Abstract

Emergency department (ED) clinicians are more frequently providing care, including end-of-life care, to older people. To estimate the need for ED end-of-life care for people aged ≥65years, describe characteristics of those dying within 48 hours of ED presentation and compare those dying in ED with those dying elsewhere. We conducted a retrospective cohort study analysing data from 177 hospitals in Australia and New Zealand. Data on older people presenting to ED from January to December 2018, and those who died within 48hours of ED presentation, were analysed using simple descriptive statistics and univariate logistic regression. From participating hospitals in Australia or New Zealand, 10,921 deaths in older people occurred. The 48-hour mortality rate was 6.43 per 1,000 ED presentations (95% confidence interval: 6.31-6.56). Just over a quarter (n = 3,067, 28.1%) died in ED. About one-quarter of the cohort (n = 2,887, 26.4%) was triaged into less urgent triage categories. Factors with an increased risk of dying in ED included age 65-74years, ambulance arrival, most urgent triage categories, principal diagnosis of circulatory system disorder, and not identifying as an Aboriginal or Torres Strait Islander person.
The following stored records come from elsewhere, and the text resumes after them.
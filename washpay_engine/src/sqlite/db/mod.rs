//! # SQLite Database methods
//!
//! This module contains "low-level" SQLite database interactions.
//!
//! All these interactions are maintained by simple functions (rather than stateful structs) that accept a
//! `&mut SqliteConnection` argument. Callers can obtain a connection from a pool,
//! or create an atomic transaction as the need arises and call through to the functions without any other changes.
use std::env;

use log::info;
use sqlx::{sqlite::SqlitePoolOptions, Error as SqlxError, SqlitePool};

pub mod laundromats;
pub mod orders;
pub mod payments;
pub mod promos;

const SQLITE_DB_URL: &str = "sqlite://data/washpay.db";

pub fn db_url() -> String {
    let result = env::var("WPG_DATABASE_URL").unwrap_or_else(|_| {
        info!("WPG_DATABASE_URL is not set. Using the default.");
        SQLITE_DB_URL.to_string()
    });
    info!("Using database URL: {result}");
    result
}

pub async fn new_pool(url: &str, max_connections: u32) -> Result<SqlitePool, SqlxError> {
    let pool = SqlitePoolOptions::new().max_connections(max_connections).connect(url).await?;
    Ok(pool)
}

/// Creates the schema if it does not exist yet. Idempotent, so it runs unconditionally at startup.
pub async fn create_schema(pool: &SqlitePool) -> Result<(), SqlxError> {
    sqlx::query(
        r#"
        CREATE TABLE IF NOT EXISTS laundromats (
            id INTEGER PRIMARY KEY AUTOINCREMENT,
            name TEXT NOT NULL,
            address TEXT NOT NULL,
            latitude REAL NOT NULL,
            longitude REAL NOT NULL,
            delivery_radius REAL NOT NULL,
            payout_account TEXT,
            active INTEGER NOT NULL DEFAULT 1,
            created_at TIMESTAMP NOT NULL DEFAULT CURRENT_TIMESTAMP,
            updated_at TIMESTAMP NOT NULL DEFAULT CURRENT_TIMESTAMP
        );
    "#,
    )
    .execute(pool)
    .await?;
    sqlx::query(
        r#"
        CREATE TABLE IF NOT EXISTS orders (
            id INTEGER PRIMARY KEY AUTOINCREMENT,
            order_id TEXT NOT NULL UNIQUE,
            customer_id TEXT NOT NULL,
            laundromat_id INTEGER NOT NULL REFERENCES laundromats (id),
            driver_id TEXT,
            status TEXT NOT NULL DEFAULT 'Pending',
            pickup_address TEXT NOT NULL,
            pickup_latitude REAL NOT NULL,
            pickup_longitude REAL NOT NULL,
            scheduled_pickup_at TIMESTAMP NOT NULL,
            service_id TEXT NOT NULL,
            service_name TEXT NOT NULL,
            notes TEXT,
            final_price INTEGER NOT NULL,
            platform_fee INTEGER NOT NULL,
            created_at TIMESTAMP NOT NULL DEFAULT CURRENT_TIMESTAMP,
            updated_at TIMESTAMP NOT NULL DEFAULT CURRENT_TIMESTAMP
        );
    "#,
    )
    .execute(pool)
    .await?;
    sqlx::query(
        r#"
        CREATE TABLE IF NOT EXISTS payments (
            id INTEGER PRIMARY KEY AUTOINCREMENT,
            order_id TEXT NOT NULL UNIQUE REFERENCES orders (order_id),
            amount INTEGER NOT NULL,
            platform_fee INTEGER NOT NULL,
            merchant_payout INTEGER NOT NULL,
            discount INTEGER NOT NULL DEFAULT 0,
            promo_code TEXT,
            provider_ref TEXT,
            status TEXT NOT NULL DEFAULT 'Pending',
            created_at TIMESTAMP NOT NULL DEFAULT CURRENT_TIMESTAMP,
            updated_at TIMESTAMP NOT NULL DEFAULT CURRENT_TIMESTAMP
        );
    "#,
    )
    .execute(pool)
    .await?;
    sqlx::query(
        r#"
        CREATE TABLE IF NOT EXISTS promo_codes (
            id INTEGER PRIMARY KEY AUTOINCREMENT,
            code TEXT NOT NULL UNIQUE,
            discount_percent INTEGER NOT NULL,
            max_discount INTEGER NOT NULL,
            valid_from TIMESTAMP NOT NULL,
            valid_until TIMESTAMP NOT NULL,
            usage_limit INTEGER NOT NULL,
            usage_count INTEGER NOT NULL DEFAULT 0,
            active INTEGER NOT NULL DEFAULT 1,
            created_at TIMESTAMP NOT NULL DEFAULT CURRENT_TIMESTAMP,
            updated_at TIMESTAMP NOT NULL DEFAULT CURRENT_TIMESTAMP,
            CHECK (usage_count >= 0),
            CHECK (usage_count <= usage_limit)
        );
    "#,
    )
    .execute(pool)
    .await?;
    // One reservation per order, enforced by the UNIQUE constraint. This is what makes reserve/release replay-safe.
    sqlx::query(
        r#"
        CREATE TABLE IF NOT EXISTS promo_reservations (
            id INTEGER PRIMARY KEY AUTOINCREMENT,
            promo_id INTEGER NOT NULL REFERENCES promo_codes (id),
            order_id TEXT NOT NULL UNIQUE,
            released INTEGER NOT NULL DEFAULT 0,
            created_at TIMESTAMP NOT NULL DEFAULT CURRENT_TIMESTAMP,
            updated_at TIMESTAMP NOT NULL DEFAULT CURRENT_TIMESTAMP
        );
    "#,
    )
    .execute(pool)
    .await?;
    Ok(())
}
use std::fmt::Display;

use serde::{Deserialize, Serialize};
use washpay_engine::db_types::{Cents, OrderStatusType};

#[derive(Debug, Clone, Serialize, Deserialize)]
pub struct JsonResponse {
    pub success: bool,
    pub message: String,
}

impl JsonResponse {
    pub fn success<S: Display>(message: S) -> Self {
        Self { success: true, message: message.to_string() }
    }

    pub fn failure<S: Display>(message: S) -> Self {
        Self { success: false, message: message.to_string() }
    }
}

#[derive(Debug, Clone, Serialize, Deserialize)]
#[serde(deny_unknown_fields)]
pub struct PromoPreviewRequest {
    pub code: String,
    pub base_price: Cents,
}

/// Preview responses are always 200; an unusable code is reported in the body rather than as an HTTP error, so
/// storefronts can show the reason inline.
#[derive(Debug, Clone, Serialize, Deserialize)]
pub struct PromoPreviewResponse {
    pub valid: bool,
    pub discount: Option<Cents>,
    pub message: Option<String>,
}

#[derive(Debug, Clone, Serialize, Deserialize)]
pub struct NearestLaundromatQuery {
    pub latitude: f64,
    pub longitude: f64,
}

#[derive(Debug, Clone, Serialize, Deserialize)]
pub struct NearestLaundromatResponse {
    pub laundromat: washpay_engine::db_types::Laundromat,
    pub distance_miles: f64,
}

#[derive(Debug, Clone, Serialize, Deserialize)]
#[serde(deny_unknown_fields)]
pub struct UpdateStatusRequest {
    pub status: OrderStatusType,
}

#[derive(Debug, Clone, Serialize, Deserialize)]
#[serde(deny_unknown_fields)]
pub struct AssignDriverRequest {
    pub driver_id: String,
}
use actix_web::{http::StatusCode, web, web::ServiceConfig};
use washpay_engine::{events::EventProducers, traits::PromoApiError, OrderFlowApi};

use super::{
    helpers::{get_request, post_request, sample_promo, sample_shop},
    mocks::{MockMarketplace, MockProvider},
};
use crate::routes::{NearestLaundromatRoute, PromoPreviewRoute};

fn api(db: MockMarketplace) -> web::Data<OrderFlowApi<MockMarketplace, MockProvider>> {
    web::Data::new(OrderFlowApi::new(db, MockProvider::new(), EventProducers::default()))
}

#[actix_web::test]
async fn preview_quotes_a_live_code() {
    let _ = env_logger::try_init().ok();
    let body = r#"{"code": "SAVE20", "base_price": 3000}"#;
    let (status, body) = post_request("/promos/preview", body, configure_live).await.expect("Request failed");
    assert_eq!(status, StatusCode::OK);
    // 20% of $30.00 is $6.00, capped to the $5.00 max discount
    assert_eq!(body, r#"{"valid":true,"discount":500,"message":null}"#);
}

fn configure_live(cfg: &mut ServiceConfig) {
    let mut db = MockMarketplace::new();
    db.expect_validate_promo().returning(|code, _| Ok(sample_promo(code)));
    cfg.service(PromoPreviewRoute::<MockMarketplace, MockProvider>::new()).app_data(api(db));
}

#[actix_web::test]
async fn preview_reports_unusable_codes_in_band() {
    let _ = env_logger::try_init().ok();
    let body = r#"{"code": "STALE", "base_price": 3000}"#;
    let (status, body) = post_request("/promos/preview", body, configure_expired).await.expect("Request failed");
    // an unusable code is not an HTTP error
    assert_eq!(status, StatusCode::OK);
    assert_eq!(body, r#"{"valid":false,"discount":null,"message":"This promo code has expired"}"#);
}

fn configure_expired(cfg: &mut ServiceConfig) {
    let mut db = MockMarketplace::new();
    db.expect_validate_promo().returning(|_, _| Err(PromoApiError::Expired));
    cfg.service(PromoPreviewRoute::<MockMarketplace, MockProvider>::new()).app_data(api(db));
}

#[actix_web::test]
async fn nearest_laundromat_lookup() {
    let _ = env_logger::try_init().ok();
    let (status, body) = get_request("/laundromats/nearest?latitude=34.06&longitude=-118.25", configure_shops)
        .await
        .expect("Request failed");
    assert_eq!(status, StatusCode::OK);
    assert!(body.contains(r#""name":"Sudsy Corner""#), "unexpected body: {body}");
    assert!(body.contains("distance_miles"), "unexpected body: {body}");
}

#[actix_web::test]
async fn nearest_laundromat_out_of_range_is_404() {
    let _ = env_logger::try_init().ok();
    // Nowhere near any shop's delivery radius
    let (status, _) = get_request("/laundromats/nearest?latitude=51.5&longitude=-0.12", configure_shops)
        .await
        .expect("Request failed");
    assert_eq!(status, StatusCode::NOT_FOUND);
}

fn configure_shops(cfg: &mut ServiceConfig) {
    let mut db = MockMarketplace::new();
    db.expect_fetch_active_laundromats().returning(|| Ok(vec![sample_shop(1, Some("acct_42"))]));
    cfg.service(NearestLaundromatRoute::<MockMarketplace, MockProvider>::new()).app_data(api(db));
}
Of the 7,677 older people admitted, half (n = 3,836, 50.0%) had an encounter for palliative care prior to, or during, this presentation. Our findings provide insight into the challenges of recognising the dying older patient and differentiating those appropriate for end-of-life care. We support recommendations for national advanced care planning registers and suggest a review of triage systems with an older person-focused lens.